> [ACTION ITEM]: Give the records back in full, exactly as they read.

> [PROVIDED DATA]:
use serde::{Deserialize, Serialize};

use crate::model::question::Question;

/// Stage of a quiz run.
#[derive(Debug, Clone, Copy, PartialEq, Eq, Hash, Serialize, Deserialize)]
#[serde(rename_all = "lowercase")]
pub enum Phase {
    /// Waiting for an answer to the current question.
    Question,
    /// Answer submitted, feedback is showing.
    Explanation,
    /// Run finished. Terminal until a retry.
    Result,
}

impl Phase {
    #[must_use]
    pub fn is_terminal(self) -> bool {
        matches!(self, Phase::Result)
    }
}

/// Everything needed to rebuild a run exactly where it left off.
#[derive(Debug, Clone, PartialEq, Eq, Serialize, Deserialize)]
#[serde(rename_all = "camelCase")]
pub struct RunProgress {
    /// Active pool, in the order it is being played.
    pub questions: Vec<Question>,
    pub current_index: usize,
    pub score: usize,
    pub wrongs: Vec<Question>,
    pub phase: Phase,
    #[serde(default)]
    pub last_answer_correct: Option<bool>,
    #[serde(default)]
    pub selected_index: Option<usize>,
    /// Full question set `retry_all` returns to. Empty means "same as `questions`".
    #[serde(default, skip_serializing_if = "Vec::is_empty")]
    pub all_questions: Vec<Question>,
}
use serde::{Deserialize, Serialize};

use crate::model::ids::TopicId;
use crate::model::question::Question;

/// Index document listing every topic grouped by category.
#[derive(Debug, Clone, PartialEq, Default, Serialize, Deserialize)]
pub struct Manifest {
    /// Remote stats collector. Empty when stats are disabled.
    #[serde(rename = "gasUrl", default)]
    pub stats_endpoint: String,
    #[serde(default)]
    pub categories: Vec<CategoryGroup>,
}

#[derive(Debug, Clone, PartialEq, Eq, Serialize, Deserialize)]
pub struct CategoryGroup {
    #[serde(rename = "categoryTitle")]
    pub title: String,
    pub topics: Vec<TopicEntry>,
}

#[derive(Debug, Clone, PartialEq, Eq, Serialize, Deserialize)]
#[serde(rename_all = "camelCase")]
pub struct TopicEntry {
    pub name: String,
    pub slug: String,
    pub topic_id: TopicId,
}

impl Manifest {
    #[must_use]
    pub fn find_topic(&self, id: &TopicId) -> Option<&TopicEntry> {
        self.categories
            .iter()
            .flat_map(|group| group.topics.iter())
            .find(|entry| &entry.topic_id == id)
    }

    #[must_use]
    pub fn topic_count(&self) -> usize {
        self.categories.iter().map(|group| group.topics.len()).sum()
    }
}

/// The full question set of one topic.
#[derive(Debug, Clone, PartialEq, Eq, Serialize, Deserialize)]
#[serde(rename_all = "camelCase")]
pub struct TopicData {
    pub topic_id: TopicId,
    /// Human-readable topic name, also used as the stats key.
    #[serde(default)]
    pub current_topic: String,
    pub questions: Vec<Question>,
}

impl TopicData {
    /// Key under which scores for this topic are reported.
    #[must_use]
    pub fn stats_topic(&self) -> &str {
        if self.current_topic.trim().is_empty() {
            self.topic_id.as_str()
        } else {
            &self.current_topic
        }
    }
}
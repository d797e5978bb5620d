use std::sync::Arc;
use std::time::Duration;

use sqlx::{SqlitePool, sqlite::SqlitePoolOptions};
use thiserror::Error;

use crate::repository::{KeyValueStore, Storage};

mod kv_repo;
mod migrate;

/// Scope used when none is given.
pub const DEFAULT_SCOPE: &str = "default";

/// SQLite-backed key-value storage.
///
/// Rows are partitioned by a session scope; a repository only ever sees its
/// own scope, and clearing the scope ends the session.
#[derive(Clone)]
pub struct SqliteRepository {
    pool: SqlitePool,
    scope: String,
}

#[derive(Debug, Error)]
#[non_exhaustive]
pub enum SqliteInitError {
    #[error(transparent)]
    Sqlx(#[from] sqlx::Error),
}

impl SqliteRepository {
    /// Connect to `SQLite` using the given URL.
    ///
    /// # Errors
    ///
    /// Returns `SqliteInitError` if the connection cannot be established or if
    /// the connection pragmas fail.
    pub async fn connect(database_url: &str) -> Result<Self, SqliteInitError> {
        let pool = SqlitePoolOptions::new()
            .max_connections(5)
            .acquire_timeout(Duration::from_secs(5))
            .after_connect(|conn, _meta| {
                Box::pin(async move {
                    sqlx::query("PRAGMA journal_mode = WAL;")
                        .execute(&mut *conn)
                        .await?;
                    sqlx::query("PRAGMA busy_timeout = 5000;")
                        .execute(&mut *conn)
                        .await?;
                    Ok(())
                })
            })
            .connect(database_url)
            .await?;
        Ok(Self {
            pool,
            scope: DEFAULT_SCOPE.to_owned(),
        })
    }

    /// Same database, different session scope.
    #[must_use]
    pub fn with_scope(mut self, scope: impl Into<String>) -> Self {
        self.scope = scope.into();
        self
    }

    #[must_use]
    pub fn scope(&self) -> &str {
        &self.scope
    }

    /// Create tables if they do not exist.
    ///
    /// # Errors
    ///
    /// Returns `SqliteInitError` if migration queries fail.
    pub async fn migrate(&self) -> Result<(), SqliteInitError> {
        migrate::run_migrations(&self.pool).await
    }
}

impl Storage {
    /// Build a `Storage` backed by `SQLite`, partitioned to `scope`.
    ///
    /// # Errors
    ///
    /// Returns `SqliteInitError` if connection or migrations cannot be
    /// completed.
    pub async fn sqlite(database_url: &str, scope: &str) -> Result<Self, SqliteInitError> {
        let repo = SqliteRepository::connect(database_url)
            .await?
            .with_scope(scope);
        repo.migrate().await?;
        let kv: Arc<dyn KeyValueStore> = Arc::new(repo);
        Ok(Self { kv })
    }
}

> [RESPONSE BELOW]:
use serde::{Deserialize, Serialize};

use crate::model::question::Question;

/// Stage of a quiz run.
#[derive(Debug, Clone, Copy, PartialEq, Eq, Hash, Serialize, Deserialize)]
#[serde(rename_all = "lowercase")]
pub enum Phase {
    /// Waiting for an answer to the current question.
    Question,
    /// Answer submitted, feedback is showing.
    Explanation,
    /// Run finished. Terminal until a retry.
    Result,
}

impl Phase {
    #[must_use]
    pub fn is_terminal(self) -> bool {
        matches!(self, Phase::Result)
    }
}

/// Everything needed to rebuild a run exactly where it left off.
#[derive(Debug, Clone, PartialEq, Eq, Serialize, Deserialize)]
#[serde(rename_all = "camelCase")]
pub struct RunProgress {
    /// Active pool, in the order it is being played.
    pub questions: Vec<Question>,
    pub current_index: usize,
    pub score: usize,
    pub wrongs: Vec<Question>,
    pub phase: Phase,
    #[serde(default)]
    pub last_answer_correct: Option<bool>,
    #[serde(default)]
    pub selected_index: Option<usize>,
    /// Full question set `retry_all` returns to. Empty means "same as `questions`".
    #[serde(default, skip_serializing_if = "Vec::is_empty")]
    pub all_questions: Vec<Question>,
}
use serde::{Deserialize, Serialize};

use crate::model::ids::TopicId;
use crate::model::question::Question;

/// Index document listing every topic grouped by category.
#[derive(Debug, Clone, PartialEq, Default, Serialize, Deserialize)]
pub struct Manifest {
    /// Remote stats collector. Empty when stats are disabled.
    #[serde(rename = "gasUrl", default)]
    pub stats_endpoint: String,
    #[serde(default)]
    pub categories: Vec<CategoryGroup>,
}

#[derive(Debug, Clone, PartialEq, Eq, Serialize, Deserialize)]
pub struct CategoryGroup {
    #[serde(rename = "categoryTitle")]
    pub title: String,
    pub topics: Vec<TopicEntry>,
}

#[derive(Debug, Clone, PartialEq, Eq, Serialize, Deserialize)]
#[serde(rename_all = "camelCase")]
pub struct TopicEntry {
    pub name: String,
    pub slug: String,
    pub topic_id: TopicId,
}

impl Manifest {
    #[must_use]
    pub fn find_topic(&self, id: &TopicId) -> Option<&TopicEntry> {
        self.categories
            .iter()
            .flat_map(|group| group.topics.iter())
            .find(|entry| &entry.topic_id == id)
    }

    #[must_use]
    pub fn topic_count(&self) -> usize {
        self.categories.iter().map(|group| group.topics.len()).sum()
    }
}

/// The full question set of one topic.
#[derive(Debug, Clone, PartialEq, Eq, Serialize, Deserialize)]
#[serde(rename_all = "camelCase")]
pub struct TopicData {
    pub topic_id: TopicId,
    /// Human-readable topic name, also used as the stats key.
    #[serde(default)]
    pub current_topic: String,
    pub questions: Vec<Question>,
}

impl TopicData {
    /// Key under which scores for this topic are reported.
    #[must_use]
    pub fn stats_topic(&self) -> &str {
        if self.current_topic.trim().is_empty() {
            self.topic_id.as_str()
        } else {
            &self.current_topic
        }
    }
}
repository d797e5978bb5620d
use std::sync::Arc;
use std::time::Duration;

use sqlx::{SqlitePool, sqlite::SqlitePoolOptions};
use thiserror::Error;

use crate::repository::{KeyValueStore, Storage};

mod kv_repo;
mod migrate;

/// Scope used when none is given.
pub const DEFAULT_SCOPE: &str = "default";

/// SQLite-backed key-value storage.
///
/// Rows are partitioned by a session scope; a repository only ever sees its
/// own scope, and clearing the scope ends the session.
#[derive(Clone)]
pub struct SqliteRepository {
    pool: SqlitePool,
    scope: String,
}

#[derive(Debug, Error)]
#[non_exhaustive]
pub enum SqliteInitError {
    #[error(transparent)]
    Sqlx(#[from] sqlx::Error),
}

impl SqliteRepository {
    /// Connect to `SQLite` using the given URL.
    ///
    /// # Errors
    ///
    /// Returns `SqliteInitError` if the connection cannot be established or if
    /// the connection pragmas fail.
    pub async fn connect(database_url: &str) -> Result<Self, SqliteInitError> {
        let pool = SqlitePoolOptions::new()
            .max_connections(5)
            .acquire_timeout(Duration::from_secs(5))
            .after_connect(|conn, _meta| {
                Box::pin(async move {
                    sqlx::query("PRAGMA journal_mode = WAL;")
                        .execute(&mut *conn)
                        .await?;
                    sqlx::query("PRAGMA busy_timeout = 5000;")
                        .execute(&mut *conn)
                        .await?;
                    Ok(())
                })
            })
            .connect(database_url)
            .await?;
        Ok(Self {
            pool,
            scope: DEFAULT_SCOPE.to_owned(),
        })
    }

    /// Same database, different session scope.
    #[must_use]
    pub fn with_scope(mut self, scope: impl Into<String>) -> Self {
        self.scope = scope.into();
        self
    }

    #[must_use]
    pub fn scope(&self) -> &str {
        &self.scope
    }

    /// Create tables if they do not exist.
    ///
    /// # Errors
    ///
    /// Returns `SqliteInitError` if migration queries fail.
    pub async fn migrate(&self) -> Result<(), SqliteInitError> {
        migrate::run_migrations(&self.pool).await
    }
}

impl Storage {
    /// Build a `Storage` backed by `SQLite`, partitioned to `scope`.
    ///
    /// # Errors
    ///
    /// Returns `SqliteInitError` if connection or migrations cannot be
    /// completed.
    pub async fn sqlite(database_url: &str, scope: &str) -> Result<Self, SqliteInitError> {
        let repo = SqliteRepository::connect(database_url)
            .await?
            .with_scope(scope);
        repo.migrate().await?;
        let kv: Arc<dyn KeyValueStore> = Arc::new(repo);
        Ok(Self { kv })
    }
}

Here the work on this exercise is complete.